Judging from the number of decades it's taken for organisms that reproduce on the order of hourly/daily to develop that capacity, I wouldn't hold my breath. We haven't even evolved the ability to digest wood, after all. But, we are cyborgs. One could imagine a probiotic treatment to introduce plastic-digesting bacteria to our gut flora within a decade.
I think it's more likely that the fungi in the bugs' digestive system have already had the ability to break down plastic, only it was latent and unnecessary until recently.
Microorganisms that eat plastics will be great at first, until hospitals see breakouts of them. At least with insects, outbreaks are far easier to prevent
Annoying this uses the word "bugs," which is commonly used to mean insects; the article actually discusses only "microbes" and "bacteria." These can be called bugs colloquially, but why not just use the word "microbes" in the title?
This might seem pedantic, but it is not a new result to have find microbes that can digest plastics; AFAIK no "bugs" (insects or other creepy-crawlies) have gained such abilities yet, so the result is a very clickbaity headline.
I think I read about some mealworm-y bug that can eat styrofoam (however the microbes in that worm's gut were doing the actual digestion of the styrene)
Another mutant enzyme was created in 2020 by the company Carbios that breaks down plastic bottles for recycling in hours.
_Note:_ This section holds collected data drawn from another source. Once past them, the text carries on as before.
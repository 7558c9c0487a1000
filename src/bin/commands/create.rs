use anyhow::Result;
use clap::Args;
use opacidb::database::{OpacityDatabase, OpacityDocument, OpacityHeader, OpacityUnits};
use opacidb::OpacidbConfig;
use tracing::info;

use super::or_exit;

/// Continuum sources written when `--continuum` is not given
const DEFAULT_CONTINUUM: [&str; 8] = [
    "H2H2", "H2He", "H2N2", "H2H", "H2CH4", "H-bf", "H-ff", "H2-",
];

/// Arguments for the Create command
#[derive(Args)]
pub struct CreateArgs {
    /// Output file, defaults to the configured database (or document with --hierarchical)
    #[clap(short, long)]
    pub output: Option<String>,

    /// Write a hierarchical JSON document instead of a relational database
    #[clap(long, short = 'H')]
    pub hierarchical: bool,

    /// Lowest wavenumber of the grid
    #[clap(long, default_value_t = 200.0)]
    pub wno_min: f64,

    /// Highest wavenumber of the grid
    #[clap(long, default_value_t = 30000.0)]
    pub wno_max: f64,

    /// Number of wavenumber samples per curve
    #[clap(long, default_value_t = 1000)]
    pub wno_points: usize,

    /// Continuum molecules, comma separated
    #[clap(long, value_delimiter = ',')]
    pub continuum: Vec<String>,

    /// Molecules with molecular opacities, comma separated
    #[clap(long, value_delimiter = ',', default_value = "H2O,CH4,CO,CO2,NH3")]
    pub molecules: Vec<String>,

    /// Temperatures, comma separated
    #[clap(
        long,
        value_delimiter = ',',
        default_value = "75,100,200,300,500,750,1000,1500,2000,3000"
    )]
    pub temperatures: Vec<f64>,

    /// Pressures of the molecular grid, comma separated
    #[clap(long, value_delimiter = ',', default_value = "0.000001,0.0001,0.01,1,100")]
    pub pressures: Vec<f64>,

    /// Value every placeholder curve is filled with
    #[clap(long, default_value_t = 1e-30)]
    pub fill: f64,

    /// Unit of the pressure axis
    #[clap(long, default_value = "bar")]
    pub pressure_unit: String,

    /// Unit of the temperature axis
    #[clap(long, default_value = "K")]
    pub temperature_unit: String,
}

impl CreateArgs {
    fn continuum_molecules(&self) -> Vec<String> {
        if self.continuum.is_empty() {
            DEFAULT_CONTINUUM.iter().map(|s| s.to_string()).collect()
        } else {
            self.continuum.clone()
        }
    }

    /// Molecular grid, temperature in the outer loop and pressure in the inner one
    fn pt_grid(&self) -> Vec<(f64, f64)> {
        self.temperatures
            .iter()
            .flat_map(|&t| self.pressures.iter().map(move |&p| (p, t)))
            .collect()
    }

    fn header(&self) -> Result<OpacityHeader> {
        let units = OpacityUnits {
            pressure: self.pressure_unit.clone(),
            temperature: self.temperature_unit.clone(),
            ..Default::default()
        };
        OpacityHeader::linear(self.wno_min, self.wno_max, self.wno_points, units)
    }
}

/// Write placeholder curves to `path`, returning the continuum and molecular
/// curve counts actually stored
fn write_placeholders(
    args: &CreateArgs,
    header: &OpacityHeader,
    path: &str,
    on_curve: impl Fn(&str),
) -> Result<(usize, usize)> {
    let continuum = args.continuum_molecules();
    let grid = args.pt_grid();
    let fill = vec![args.fill; header.grid_len()];
    let continuum_curve = |molecule: &str, _t: f64| -> Result<Vec<f64>> {
        on_curve(molecule);
        Ok(fill.clone())
    };
    let molecular_curve = |molecule: &str, _p: f64, _t: f64| -> Result<Vec<f64>> {
        on_curve(molecule);
        Ok(fill.clone())
    };

    if args.hierarchical {
        let mut doc = OpacityDocument::new(header);
        doc.insert_continuum_grid(&continuum, &args.temperatures, continuum_curve)?;
        doc.insert_molecular_grid(&args.molecules, &grid, molecular_curve)?;
        doc.save(path)?;
        // a repeated temperature overwrites its document key
        Ok((doc.continuum_count(), doc.molecular_count()))
    } else {
        let db = OpacityDatabase::create(path, header)?;
        let continuum_written =
            db.continuum()
                .insert_grid(&continuum, &args.temperatures, continuum_curve)?;
        let molecular_written = db
            .molecular()
            .insert_grid(&args.molecules, &grid, molecular_curve)?;
        Ok((continuum_written, molecular_written))
    }
}

pub fn run(config: &OpacidbConfig, args: CreateArgs) {
    let header = or_exit(args.header());
    let planned = args.continuum_molecules().len() * args.temperatures.len()
        + args.molecules.len() * args.pt_grid().len();

    let path = match &args.output {
        Some(path) => path.clone(),
        None => {
            or_exit(config.ensure_data_dir());
            if args.hierarchical {
                config.document_path()
            } else {
                config.sqlite_path()
            }
        }
    };

    let pb = indicatif::ProgressBar::new(planned as u64);
    if let Ok(sty) = indicatif::ProgressStyle::with_template(
        "[{elapsed_precise}] {bar:40.cyan/blue} {pos:>7}/{len:7} {msg}",
    ) {
        pb.set_style(sty.progress_chars("##-"));
    }

    let (continuum_written, molecular_written) =
        or_exit(write_placeholders(&args, &header, &path, |molecule| {
            pb.set_message(molecule.to_string());
            pb.inc(1);
        }));

    pb.finish_and_clear();
    info!(
        "placeholder population finished: {} curves",
        continuum_written + molecular_written
    );
    eprintln!(
        "created {} with {} continuum and {} molecular curves on a {}-point grid",
        path,
        continuum_written,
        molecular_written,
        header.grid_len()
    );
}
German scientists have also discovered a bacterium that feeds on the toxic plastic polyurethane, which is usually dumped in landfills."
Would love to see the timeline and capacity plotted on a chart. I wonder how much we need to make it practical. 6x increase in 2 years but did we go from decades to years?
Hours on bottles sounds like we are getting there in speed but how much bacteria, and how quickly do they multiply and what do they do once they are done? I am asking because breaking bottles down in hours doesn't sound "promising", it sounds like we are there. Just pour that on the plastic island in the ocean! If we cannot, there must be something else going on that prevents us.